Stored data entries:

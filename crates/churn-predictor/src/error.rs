use crate::config::ConfigError;
use crate::features::ValidationError;
use crate::prediction::{ModelError, ScoringError};
use crate::telemetry::TelemetryError;
use axum::http::StatusCode;
use axum::response::{IntoResponse, Response};
use axum::Json;
use serde_json::json;
use std::fmt;
use tracing::{error, warn};

#[derive(Debug)]
pub enum AppError {
    Config(ConfigError),
    Telemetry(TelemetryError),
    Io(std::io::Error),
    Model(ModelError),
    Validation(ValidationError),
    Scoring(ScoringError),
}

impl fmt::Display for AppError {
    fn fmt(&self, f: &mut fmt::Formatter<'_>) -> fmt::Result {
        match self {
            AppError::Config(err) => write!(f, "configuration error: {}", err),
            AppError::Telemetry(err) => write!(f, "telemetry error: {}", err),
            AppError::Io(err) => write!(f, "io error: {}", err),
            AppError::Model(err) => write!(f, "model error: {}", err),
            // Already phrased for API clients.
            AppError::Validation(err) => write!(f, "{}", err),
            AppError::Scoring(err) => write!(f, "scoring error: {}", err),
        }
    }
}

impl std::error::Error for AppError {
    fn source(&self) -> Option<&(dyn std::error::Error + 'static)> {
        match self {
            AppError::Config(err) => Some(err),
            AppError::Telemetry(err) => Some(err),
            AppError::Io(err) => Some(err),
            AppError::Model(err) => Some(err),
            AppError::Validation(err) => Some(err),
            AppError::Scoring(err) => Some(err),
        }
    }
}

impl AppError {
    pub fn status(&self) -> StatusCode {
        match self {
            AppError::Validation(_) => StatusCode::BAD_REQUEST,
            AppError::Scoring(ScoringError::Timeout { .. }) => StatusCode::GATEWAY_TIMEOUT,
            AppError::Scoring(err) if err.is_upstream() => StatusCode::BAD_GATEWAY,
            AppError::Scoring(_)
            | AppError::Config(_)
            | AppError::Telemetry(_)
            | AppError::Io(_)
            | AppError::Model(_) => StatusCode::INTERNAL_SERVER_ERROR,
        }
    }
}

impl IntoResponse for AppError {
    fn into_response(self) -> Response {
        let status = self.status();
        if status.is_server_error() {
            error!(error = %self, status = status.as_u16(), "request failed");
        } else {
            warn!(error = %self, status = status.as_u16(), "request rejected");
        }

        let body = Json(json!({ "error": self.to_string() }));
        (status, body).into_response()
    }
}

impl From<ConfigError> for AppError {
    fn from(value: ConfigError) -> Self {
        Self::Config(value)
    }
}

impl From<TelemetryError> for AppError {
    fn from(value: TelemetryError) -> Self {
        Self::Telemetry(value)
    }
}

impl From<std::io::Error> for AppError {
    fn from(value: std::io::Error) -> Self {
        Self::Io(value)
    }
}

impl From<ModelError> for AppError {
    fn from(value: ModelError) -> Self {
        Self::Model(value)
    }
}

impl From<ValidationError> for AppError {
    fn from(value: ValidationError) -> Self {
        Self::Validation(value)
    }
}

impl From<ScoringError> for AppError {
    fn from(value: ScoringError) -> Self {
        Self::Scoring(value)
    }
}

#[cfg(test)]
mod tests {
    use super::*;
    use std::time::Duration;

    #[test]
    fn validation_errors_are_client_errors() {
        let err = AppError::from(ValidationError::NotAnObject);
        assert_eq!(err.status(), StatusCode::BAD_REQUEST);
        assert!(err.to_string().starts_with("Missing or invalid input: "));
    }

    #[test]
    fn scoring_errors_map_to_gateway_statuses() {
        let timeout = AppError::from(ScoringError::Timeout {
            endpoint: "http://scorer".to_string(),
            timeout: Duration::from_millis(10),
        });
        assert_eq!(timeout.status(), StatusCode::GATEWAY_TIMEOUT);

        let malformed = AppError::from(ScoringError::MalformedResponse {
            endpoint: "http://scorer".to_string(),
            detail: "expected a JSON array".to_string(),
        });
        assert_eq!(malformed.status(), StatusCode::BAD_GATEWAY);

        let local = AppError::from(ScoringError::DimensionMismatch {
            expected: 3,
            actual: 2,
        });
        assert_eq!(local.status(), StatusCode::INTERNAL_SERVER_ERROR);
    }
}
use crate::features::record::CategoricalField;
use std::collections::{BTreeMap, BTreeSet, HashMap};
use std::path::{Path, PathBuf};
use thiserror::Error;
use tracing::info;

/// The persisted column list is missing or unusable. Callers fall back to
/// degraded alignment instead of aborting.
#[derive(Debug, Error)]
pub enum SchemaUnavailableError {
    #[error("feature schema {path} could not be read: {source}")]
    Io {
        path: PathBuf,
        source: std::io::Error,
    },
    #[error("feature schema {path} is not a JSON array of column names: {source}")]
    Decode {
        path: PathBuf,
        source: serde_json::Error,
    },
    #[error("feature schema {path} is empty")]
    Empty { path: PathBuf },
    #[error("feature schema {path} lists column '{column}' more than once")]
    DuplicateColumn { path: PathBuf, column: String },
}

/// Training-time column order. Immutable once loaded.
#[derive(Debug, Clone, PartialEq)]
pub struct FeatureSchema {
    columns: Vec<String>,
    index: HashMap<String, usize>,
    categories: BTreeMap<CategoricalField, BTreeSet<String>>,
}

impl FeatureSchema {
    pub fn load(path: impl AsRef<Path>) -> Result<Self, SchemaUnavailableError> {
        let path = path.as_ref();
        let raw = std::fs::read_to_string(path).map_err(|source| SchemaUnavailableError::Io {
            path: path.to_path_buf(),
            source,
        })?;
        let columns: Vec<String> =
            serde_json::from_str(&raw).map_err(|source| SchemaUnavailableError::Decode {
                path: path.to_path_buf(),
                source,
            })?;

        let schema = Self::from_columns(columns).map_err(|err| match err {
            ColumnError::Empty => SchemaUnavailableError::Empty {
                path: path.to_path_buf(),
            },
            ColumnError::Duplicate(column) => SchemaUnavailableError::DuplicateColumn {
                path: path.to_path_buf(),
                column,
            },
        })?;

        info!(
            path = %path.display(),
            columns = schema.len(),
            "feature schema loaded"
        );
        Ok(schema)
    }

    pub fn from_columns<I, S>(columns: I) -> Result<Self, ColumnError>
    where
        I: IntoIterator<Item = S>,
        S: Into<String>,
    {
        let columns: Vec<String> = columns.into_iter().map(Into::into).collect();
        if columns.is_empty() {
            return Err(ColumnError::Empty);
        }

        let mut index = HashMap::with_capacity(columns.len());
        for (position, column) in columns.iter().enumerate() {
            if index.insert(column.clone(), position).is_some() {
                return Err(ColumnError::Duplicate(column.clone()));
            }
        }

        let categories = derive_categories(&columns);
        Ok(Self {
            columns,
            index,
            categories,
        })
    }

    pub fn len(&self) -> usize {
        self.columns.len()
    }

    pub fn is_empty(&self) -> bool {
        self.columns.is_empty()
    }

    pub fn columns(&self) -> &[String] {
        &self.columns
    }

    pub fn position(&self, column: &str) -> Option<usize> {
        self.index.get(column).copied()
    }

    /// Values of `field` the model saw during training.
    pub fn categories(&self, field: CategoricalField) -> Option<&BTreeSet<String>> {
        self.categories.get(&field)
    }

    pub fn knows_category(&self, field: CategoricalField, value: &str) -> bool {
        self.categories(field)
            .is_some_and(|values| values.contains(value))
    }
}

#[derive(Debug, Clone, PartialEq, Eq, Error)]
pub enum ColumnError {
    #[error("schema has no columns")]
    Empty,
    #[error("column '{0}' appears more than once")]
    Duplicate(String),
}

fn derive_categories(columns: &[String]) -> BTreeMap<CategoricalField, BTreeSet<String>> {
    let prefixes: Vec<(CategoricalField, String)> = CategoricalField::ALL
        .iter()
        .map(|field| (*field, field.column_prefix()))
        .collect();

    let mut categories: BTreeMap<CategoricalField, BTreeSet<String>> = BTreeMap::new();
    for column in columns {
        // The longest matching prefix wins so `tenure_group_` is never
        // attributed to a shorter field name.
        let owner = prefixes
            .iter()
            .filter(|(_, prefix)| column.starts_with(prefix.as_str()))
            .max_by_key(|(_, prefix)| prefix.len());
        if let Some((field, prefix)) = owner {
            categories
                .entry(*field)
                .or_default()
                .insert(column[prefix.len()..].to_string());
        }
    }
    categories
}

Work instruction: Proceeding from the line containing "fn fmt(&self, f: &mut" through the line containing "fn from(value: ConfigError)", transcribe the lines above exactly, both end lines included.

Output of the task:
    fn fmt(&self, f: &mut fmt::Formatter<'_>) -> fmt::Result {
        match self {
            AppError::Config(err) => write!(f, "configuration error: {}", err),
            AppError::Telemetry(err) => write!(f, "telemetry error: {}", err),
            AppError::Io(err) => write!(f, "io error: {}", err),
            AppError::Model(err) => write!(f, "model error: {}", err),
            // Already phrased for API clients.
            AppError::Validation(err) => write!(f, "{}", err),
            AppError::Scoring(err) => write!(f, "scoring error: {}", err),
        }
    }
}

impl std::error::Error for AppError {
    fn source(&self) -> Option<&(dyn std::error::Error + 'static)> {
        match self {
            AppError::Config(err) => Some(err),
            AppError::Telemetry(err) => Some(err),
            AppError::Io(err) => Some(err),
            AppError::Model(err) => Some(err),
            AppError::Validation(err) => Some(err),
            AppError::Scoring(err) => Some(err),
        }
    }
}

impl AppError {
    pub fn status(&self) -> StatusCode {
        match self {
            AppError::Validation(_) => StatusCode::BAD_REQUEST,
            AppError::Scoring(ScoringError::Timeout { .. }) => StatusCode::GATEWAY_TIMEOUT,
            AppError::Scoring(err) if err.is_upstream() => StatusCode::BAD_GATEWAY,
            AppError::Scoring(_)
            | AppError::Config(_)
            | AppError::Telemetry(_)
            | AppError::Io(_)
            | AppError::Model(_) => StatusCode::INTERNAL_SERVER_ERROR,
        }
    }
}

impl IntoResponse for AppError {
    fn into_response(self) -> Response {
        let status = self.status();
        if status.is_server_error() {
            error!(error = %self, status = status.as_u16(), "request failed");
        } else {
            warn!(error = %self, status = status.as_u16(), "request rejected");
        }

        let body = Json(json!({ "error": self.to_string() }));
        (status, body).into_response()
    }
}

impl From<ConfigError> for AppError {
    fn from(value: ConfigError) -> Self {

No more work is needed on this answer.